This groundbreaking inquiry into the centrality of place in Martin
Heidegger's thinking offers not only an illuminating reading of
Heidegger's thought but a detailed investigation into the way in which
the concept of place relates to core philosophical issues. In
Heidegger's Topology, Jeff Malpas argues that an engagement with
place, explicit in Heidegger's later work, informs Heidegger's thought
as a whole. What guides Heidegger's thinking, Malpas writes, is a
conception of philosophy's starting point: our finding ourselves already
there, situated in the world, in place. Heidegger's concepts of being
and place, he argues, are inextricably bound together.

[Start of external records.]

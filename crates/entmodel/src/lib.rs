//! entmodel - Unit of Work entity persistence for Rust.
//!
//! entmodel tracks the entities an application reads and writes, works out
//! what changed, and writes the difference back in one ordered transaction:
//!
//! - An identity map guaranteeing one instance per row per session
//! - Snapshot-based change detection with pluggable value comparison
//! - Cascading persist, remove and merge along declared relations
//! - Foreign-key aware statement ordering, with deferred keys for cycles
//! - Optimistic locking through version properties
//! - Async lifecycle hooks on entity types and sessions
//!
//! # Quick Start
//!
//! ```ignore
//! use entmodel::prelude::*;
//!
//! let registry = MetadataRegistry::builder()
//!     .entity(
//!         EntityMetadata::new("Author")
//!             .property(PropertyMetadata::new("id", PropertyType::BigInt).primary_key(true).auto_increment(true))
//!             .property(PropertyMetadata::new("name", PropertyType::Text)),
//!     )
//!     .build()?;
//! let registry = Arc::new(registry);
//! let session = Session::new(Arc::new(conn), Arc::clone(&registry));
//!
//! let author = Entity::new(registry.require("Author")?).with("name", "Ann")?;
//! session.persist(&author)?;
//! session.flush(&cx).await?;
//!
//! author.set("name", "Anne")?;
//! session.flush(&cx).await?; // one UPDATE of `name`
//! ```
//!
//! # Drivers
//!
//! Anything implementing [`Connection`] can back a session. The `memory`
//! feature adds an in-memory relational driver that enforces keys and
//! foreign keys, useful for tests.

pub use entmodel_core::{
    // asupersync re-exports
    Cx,
    Outcome,
    // Driver interface
    Capabilities,
    Condition,
    Connection,
    DeleteRow,
    DeleteStatement,
    FindRequest,
    InsertStatement,
    LockMode,
    QueryResult,
    Statement,
    UpdateRow,
    UpdateStatement,
    VersionCheck,
    // Metadata
    Cascade,
    CustomType,
    EntityMetadata,
    MetadataHook,
    MetadataRegistry,
    PivotTable,
    PropertyMetadata,
    PropertyType,
    RegistryBuilder,
    RelationKind,
    RelationMetadata,
    // Values and errors
    Error,
    PrimaryKey,
    Result,
    Row,
    Value,
};

pub use entmodel_core::error;

pub use entmodel_session::{
    ChangeKind, ChangeSet, ChangeSetKind, Collection, CollectionChange, CollectionStatus, Entity,
    EntityId, EntityState, EventArgs, EventType, FieldChange, FlushResult, FlushState, Hook,
    HookFuture, IdentityKey, MetadataHooks, Reference, Session, SessionConfig, SessionDebugInfo,
    hook_fn,
};

#[cfg(feature = "memory")]
pub use entmodel_memory::{MemoryConnection, MemoryOptions};

/// Prelude module for convenient imports.
///
/// ```ignore
/// use entmodel::prelude::*;
/// ```
pub mod prelude {
    pub use crate::{
        Cascade, Condition, Connection, Cx, Entity, EntityMetadata, EntityState, Error,
        EventType, FlushResult, LockMode, MetadataHooks, MetadataRegistry, Outcome, PrimaryKey,
        PropertyMetadata, PropertyType, RelationMetadata, Result, Session, SessionConfig, Value,
        hook_fn,
    };
    pub use std::sync::Arc;
}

Malpas follows the development of Heidegger's topology through three
stages: the early period of the 1910s and 1920s, through Being and
Time, centered on the meaning of being; the middle period of the 1930s
into the 1940s, centered on the truth of being; and the late period from
the mid-1940s on, when the place of being comes to the fore. (Malpas
also challenges the widely repeated arguments that link Heidegger's
notions of place and belonging to his entanglement with Nazism.) The
significance of Heidegger as a thinker of place, Malpas claims, lies not
only in Heidegger's own investigations but also in the way that spatial
and topographic thinking has flowed from Heidegger's work into that of
other key thinkers of the past 60 years.